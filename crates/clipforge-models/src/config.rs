//! Pipeline configuration.

use schemars::JsonSchema;
use serde::{Deserialize, Serialize};
use std::time::Duration;

/// Aggregation applied to the score samples inside a sliding window.
///
/// The windowed mean avoids single-spike bias; max and percentile are
/// available as tunables.
#[derive(Debug, Clone, Copy, PartialEq, Serialize, Deserialize, JsonSchema, Default)]
#[serde(rename_all = "snake_case")]
pub enum WindowAggregate {
    /// Mean of all samples in the window
    #[default]
    Mean,
    /// Maximum sample in the window
    Max,
    /// Percentile of samples in the window (0.0-1.0)
    Percentile(f64),
}

/// Configuration for the full clip pipeline.
///
/// Stage outputs are pure functions of their inputs plus this configuration,
/// so it participates in checkpoint fingerprints.
#[derive(Debug, Clone, PartialEq, Serialize, Deserialize, JsonSchema)]
pub struct PipelineConfig {
    /// Target clip count K
    pub clip_count: usize,

    /// Minimum clip duration in seconds
    pub min_clip_duration: f64,

    /// Maximum clip duration in seconds
    pub max_clip_duration: f64,

    /// Minimum gap between clips in seconds
    pub min_clip_gap: f64,

    /// Score series sampling interval in seconds
    pub score_interval: f64,

    /// Moving-average smoothing window length in samples (forced odd)
    pub smoothing_window: usize,

    /// Blend weight for acoustic energy vs sentiment (1.0 = energy only)
    pub energy_weight: f64,

    /// Aggregation used for windowed peak scores
    #[serde(default)]
    pub peak_aggregate: WindowAggregate,

    /// Minimum aggregate score for a window to qualify as a peak
    pub min_window_score: f64,

    /// Silence gap treated as a sentence boundary, in seconds
    pub silence_boundary_gap: f64,

    /// Exponential smoothing factor for crop centers (0-1, higher = snappier)
    pub crop_smoothing_factor: f64,

    /// Maximum crop center displacement per second, as a fraction of frame width
    pub crop_motion_budget: f64,

    /// Minimum face confidence for subject selection
    pub min_face_confidence: f64,

    /// Crop sampling rate in frames per second
    pub crop_sample_fps: f64,

    /// Maximum caption cue duration in seconds
    pub max_cue_duration: f64,

    /// Maximum characters per caption cue
    pub max_cue_chars: usize,

    /// Per-stage timeout
    pub stage_timeout: Duration,

    /// Retry count for transient capability failures
    pub max_retries: u32,

    /// Base delay for exponential backoff
    pub retry_base_delay: Duration,
}

impl Default for PipelineConfig {
    fn default() -> Self {
        Self {
            clip_count: 3,
            min_clip_duration: 20.0,
            max_clip_duration: 90.0,
            min_clip_gap: 10.0,
            score_interval: 1.0,
            smoothing_window: 5,
            energy_weight: 0.6,
            peak_aggregate: WindowAggregate::Mean,
            min_window_score: 0.3,
            silence_boundary_gap: 0.8,
            crop_smoothing_factor: 0.3,
            crop_motion_budget: 0.25,
            min_face_confidence: 0.5,
            crop_sample_fps: 2.0,
            max_cue_duration: 3.5,
            max_cue_chars: 42,
            stage_timeout: Duration::from_secs(300),
            max_retries: 3,
            retry_base_delay: Duration::from_millis(200),
        }
    }
}

impl PipelineConfig {
    /// Create config from environment variables, falling back to defaults.
    pub fn from_env() -> Self {
        let d = Self::default();
        Self {
            clip_count: env_parse("CLIPFORGE_CLIP_COUNT", d.clip_count),
            min_clip_duration: env_parse("CLIPFORGE_MIN_CLIP_DURATION", d.min_clip_duration),
            max_clip_duration: env_parse("CLIPFORGE_MAX_CLIP_DURATION", d.max_clip_duration),
            min_clip_gap: env_parse("CLIPFORGE_MIN_CLIP_GAP", d.min_clip_gap),
            score_interval: env_parse("CLIPFORGE_SCORE_INTERVAL", d.score_interval),
            smoothing_window: env_parse("CLIPFORGE_SMOOTHING_WINDOW", d.smoothing_window),
            energy_weight: env_parse("CLIPFORGE_ENERGY_WEIGHT", d.energy_weight),
            peak_aggregate: d.peak_aggregate,
            min_window_score: env_parse("CLIPFORGE_MIN_WINDOW_SCORE", d.min_window_score),
            silence_boundary_gap: env_parse("CLIPFORGE_SILENCE_GAP", d.silence_boundary_gap),
            crop_smoothing_factor: env_parse("CLIPFORGE_CROP_SMOOTHING", d.crop_smoothing_factor),
            crop_motion_budget: env_parse("CLIPFORGE_CROP_MOTION_BUDGET", d.crop_motion_budget),
            min_face_confidence: env_parse("CLIPFORGE_MIN_FACE_CONF", d.min_face_confidence),
            crop_sample_fps: env_parse("CLIPFORGE_CROP_SAMPLE_FPS", d.crop_sample_fps),
            max_cue_duration: env_parse("CLIPFORGE_MAX_CUE_DURATION", d.max_cue_duration),
            max_cue_chars: env_parse("CLIPFORGE_MAX_CUE_CHARS", d.max_cue_chars),
            stage_timeout: Duration::from_secs(env_parse(
                "CLIPFORGE_STAGE_TIMEOUT_SECS",
                d.stage_timeout.as_secs(),
            )),
            max_retries: env_parse("CLIPFORGE_MAX_RETRIES", d.max_retries),
            retry_base_delay: Duration::from_millis(env_parse(
                "CLIPFORGE_RETRY_BASE_MS",
                d.retry_base_delay.as_millis() as u64,
            )),
        }
    }

    /// Validate invariants between options.
    pub fn validate(&self) -> Result<(), String> {
        if self.clip_count == 0 {
            return Err("clip_count must be at least 1".to_string());
        }
        if self.min_clip_duration <= 0.0 || self.max_clip_duration < self.min_clip_duration {
            return Err(format!(
                "invalid clip duration bounds [{}, {}]",
                self.min_clip_duration, self.max_clip_duration
            ));
        }
        if self.min_clip_gap < 0.0 {
            return Err("min_clip_gap must be non-negative".to_string());
        }
        if self.score_interval <= 0.0 {
            return Err("score_interval must be positive".to_string());
        }
        if !(0.0..=1.0).contains(&self.energy_weight) {
            return Err("energy_weight must be within [0,1]".to_string());
        }
        if !(0.0..=1.0).contains(&self.crop_smoothing_factor) {
            return Err("crop_smoothing_factor must be within [0,1]".to_string());
        }
        if self.crop_motion_budget <= 0.0 {
            return Err("crop_motion_budget must be positive".to_string());
        }
        if !(0.0..=1.0).contains(&self.min_window_score) {
            return Err("min_window_score must be within [0,1]".to_string());
        }
        if let WindowAggregate::Percentile(p) = self.peak_aggregate {
            if !(0.0..=1.0).contains(&p) {
                return Err(format!("percentile {} out of range", p));
            }
        }
        if self.max_cue_duration <= 0.0 || self.max_cue_chars == 0 {
            return Err("caption cue limits must be positive".to_string());
        }
        Ok(())
    }

    /// The smoothing window, forced to an odd sample count.
    pub fn odd_smoothing_window(&self) -> usize {
        let w = self.smoothing_window.max(1);
        if w % 2 == 0 {
            w + 1
        } else {
            w
        }
    }
}

fn env_parse<T: std::str::FromStr>(key: &str, default: T) -> T {
    std::env::var(key)
        .ok()
        .and_then(|s| s.parse().ok())
        .unwrap_or(default)
}

#[cfg(test)]
mod tests {
    use super::*;

    #[test]
    fn test_default_is_valid() {
        assert!(PipelineConfig::default().validate().is_ok());
    }

    #[test]
    fn test_invalid_bounds() {
        let cfg = PipelineConfig {
            min_clip_duration: 60.0,
            max_clip_duration: 30.0,
            ..Default::default()
        };
        assert!(cfg.validate().is_err());

        let cfg = PipelineConfig {
            clip_count: 0,
            ..Default::default()
        };
        assert!(cfg.validate().is_err());
    }

    #[test]
    fn test_invalid_percentile() {
        let cfg = PipelineConfig {
            peak_aggregate: WindowAggregate::Percentile(1.5),
            ..Default::default()
        };
        assert!(cfg.validate().is_err());
    }

    #[test]
    fn test_odd_smoothing_window() {
        let cfg = PipelineConfig {
            smoothing_window: 4,
            ..Default::default()
        };
        assert_eq!(cfg.odd_smoothing_window(), 5);

        let cfg = PipelineConfig {
            smoothing_window: 5,
            ..Default::default()
        };
        assert_eq!(cfg.odd_smoothing_window(), 5);
    }
}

**Directions for this task**
Scan the listing above for the word "Clone" and show each line where it is found.

**Task result**
#[derive(Debug, Clone, Copy, PartialEq, Serialize, Deserialize, JsonSchema, Default)]
#[derive(Debug, Clone, PartialEq, Serialize, Deserialize, JsonSchema)]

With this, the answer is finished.